Optimized eBay titles helps your listings be found in eBay and Google search results. Titles are key information for shoppers who increasingly buy on mobile. Furthermore, along with your hero image, or first  photo, the title is what’s going to catch buyers’ eyes. Your title can inspire shoppers to click on your listing.

Yet many sellers are not optimizing their eBay titles!

Small wonder, since eBay’s own Seller Center doesn’t even mention titles in its enumeration of listing best practices. And eBay’s Help page about optimizing listings for best match just says, “Write a clear and concise title with correct spelling and no more than 80 characters.” Correct spelling should go without saying. But while “clear and concise” may be concise, it’s not particularly clear!

So just what constitutes an effective title for your eBay listing?

Let’s start with eBay’s stipulation of “no more than 80 characters.” To write an effective title, you should use as many of those characters as possible — at least 75, if not more. And those characters should comprise keywords: the words that buyers use when searching for your item.

Keywords are attributes that describe your item, such as brand, size, color, model, and, of course, “the noun”, meaning what the item is, such as a dress. They are terms that buyers will type into a search engine to help them find an item like yours. In other words, think like a buyer. What words would someone looking for your item, type into the search bar? Use THOSE words.

So it’s important to think like a buyer when composing titles for your listings.

Keyword order is important, too. In general, lead with the item’s brand name. But if there’s no brand name, lead with the keywords that most clearly and concisely tell buyers what the item is. For example, if you’re listing unbranded Thanksgiving place mats featuring a cornucopia design, don’t lead with the keyword “Placemats”. Instead you’d  want to lead with “Thanksgiving cornucopia”, then”Placemats”. Why do this? Because the attribute of most interest to a potential shopper is Thanksgiving or cornucopia, not placemat.

Similarly, if the item is a no- name brand, don’t lead with brand in the title.

Rather lead with what’s of interest. Is it a cell phone case or a dress? Or perhaps the pattern of polka dot or plaid is most appealing. Use eBay search. See what eBay suggests when you type in relevant keywords.

You can actually enlist the help of eBay’s search engine, to help you determine the most important keywords for your item and in what order you should put them. To find out how, check out my YouTube video “How to Write Great Titles for Your eBay Listings Quickly” . This tip will save you time. Let eBay search tell you exactly how buyers search for your item!

Here are some additional tips for optimizing the titles of your listings.

Titles are not sentences; think “Keyword Keyword Keyword”  Never waste valuable characters on words such as “L@@k” or “Wow” or “Beautiful”, because nobody searches for those. Using terms like these are “old school eBay” used in years past. They are not effective now.

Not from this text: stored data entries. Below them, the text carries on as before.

//! Behavioural properties of the prediction model and response sweep.

use hs_core::{Tolerances, nearly_equal};
use hs_model::{
    FormationType, InjectionScenario, RiskTier, SweepDefinition, ThermalCycling, execute_sweep,
    predict, sweep,
};
use proptest::prelude::*;

fn formation_strategy() -> impl Strategy<Value = FormationType> {
    prop_oneof![
        Just(FormationType::DepletedGasField),
        Just(FormationType::SaltCavern)
    ]
}

#[test]
fn reference_points() {
    let r = predict(&InjectionScenario::new(5.0, FormationType::DepletedGasField));
    assert!(nearly_equal(r.stress_mpa, 8.55, Tolerances::default()));
    assert_eq!(r.risk, RiskTier::High);

    let r = predict(&InjectionScenario::new(3.0, FormationType::DepletedGasField));
    assert!(nearly_equal(r.stress_mpa, 3.33, Tolerances::default()));
    assert!(nearly_equal(r.displacement_m, 0.0054, Tolerances::default()));
    assert_eq!(r.risk, RiskTier::Low);
}

#[test]
fn sweep_endpoints_and_count() {
    for samples in [2_usize, 3, 10, 100, 257] {
        let curve = sweep(
            FormationType::SaltCavern,
            ThermalCycling::new(40.0, 2),
            1.0,
            10.0,
            samples,
        );
        assert_eq!(curve.len(), samples);
        assert_eq!(curve.points.first().unwrap().pressure_mpa, 1.0);
        assert_eq!(curve.points.last().unwrap().pressure_mpa, 10.0);
        assert!(
            curve
                .pressures()
                .windows(2)
                .all(|w| w[0] < w[1]),
            "pressures must be strictly ascending"
        );
    }
}

#[test]
fn sweep_is_restartable() {
    let def = SweepDefinition::default();
    let a = execute_sweep(&def, FormationType::DepletedGasField, ThermalCycling::new(10.0, 5));
    let b = execute_sweep(&def, FormationType::DepletedGasField, ThermalCycling::new(10.0, 5));
    assert_eq!(a, b);
}

proptest! {
    #[test]
    fn no_thermal_adjustment_without_swing(
        formation in formation_strategy(),
        p in 0.0_f64..20.0,
        cycles in 0_u32..50,
    ) {
        let r = predict(
            &InjectionScenario::new(p, formation).with_thermal(ThermalCycling::new(0.0, cycles)),
        );
        prop_assert_eq!(r.stress_mpa, formation.base_stress(p));
        prop_assert_eq!(r.displacement_m, formation.base_displacement(p));
    }

    #[test]
    fn no_thermal_adjustment_without_cycles(
        formation in formation_strategy(),
        p in 0.0_f64..20.0,
        dt in 0.0_f64..100.0,
    ) {
        let r = predict(
            &InjectionScenario::new(p, formation).with_thermal(ThermalCycling::new(dt, 0)),
        );
        prop_assert_eq!(r.stress_mpa, formation.base_stress(p));
        prop_assert_eq!(r.displacement_m, formation.base_displacement(p));
    }

    #[test]
    fn thermal_scaling_is_multiplicative(
        formation in formation_strategy(),
        p in 1.0_f64..10.0,
        dt in 0.0_f64..100.0,
        cycles in 0_u32..30,
    ) {
        let plain = predict(&InjectionScenario::new(p, formation));
        let cycled = predict(
            &InjectionScenario::new(p, formation).with_thermal(ThermalCycling::new(dt, cycles)),
        );
        let factor = 1.0 + 3.5e-5 * dt * f64::from(cycles);
        let tol = Tolerances { abs: 1e-12, rel: 1e-12 };
        prop_assert!(nearly_equal(cycled.stress_mpa, plain.stress_mpa * factor, tol));
        prop_assert!(nearly_equal(cycled.displacement_m, plain.displacement_m * factor, tol));
    }

    #[test]
    fn monotonic_in_pressure(
        formation in formation_strategy(),
        dt in 0.0_f64..100.0,
        cycles in 0_u32..30,
    ) {
        let curve = sweep(formation, ThermalCycling::new(dt, cycles), 1.0, 10.0, 100);
        for w in curve.points.windows(2) {
            prop_assert!(w[0].stress_mpa < w[1].stress_mpa);
            prop_assert!(w[0].displacement_mm < w[1].displacement_mm);
            prop_assert!(w[0].risk <= w[1].risk);
        }
    }

    #[test]
    fn predict_is_bit_identical_on_repeat(
        formation in formation_strategy(),
        p in -5.0_f64..50.0,
        dt in -50.0_f64..150.0,
        cycles in 0_u32..100,
    ) {
        let s = InjectionScenario::new(p, formation).with_thermal(ThermalCycling::new(dt, cycles));
        let a = predict(&s);
        let b = predict(&s);
        prop_assert_eq!(a.stress_mpa.to_bits(), b.stress_mpa.to_bits());
        prop_assert_eq!(a.displacement_m.to_bits(), b.displacement_m.to_bits());
        prop_assert_eq!(a.risk, b.risk);
    }
}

Don’t include excessive punctuation such as exclamation points, quotation marks, commas, etc.  It’s not needed and wastes valuable characters. Also avoid special characters, such as stars, hearts, or emojis.  Style your title in conventional title case, capitalizing the first letter of each keyword. Avoid UPPER CASE TITLES and rAnDom UpPeR aNd LoWeR CaSe TitLeS as they are hard to read! Remember most of your shoppers are on mobile. Again, think like a buyer.

If you’ve got listings that have been up for awhile with no sales, try tweaking their titles using the tips in this post and in my YouTube video. HERE is some additional information to move your listings ahead in eBay search results.

Titles aren’t rocket science.

But they can mean the difference between an item that sells and one that doesn’t. Because so many shoppers are on mobile know that your pictures and your titles are what shoppers see first.  Done right, they land you in front on more shoppers and the RIGHT shoppers. Titles are THAT important.

Attention to titles pays off in better eBay and Google search ranking. And that means more sales!

 

Do you think like an eBay buyer?

When creating your title, it pays to think like your potential eBay buyer!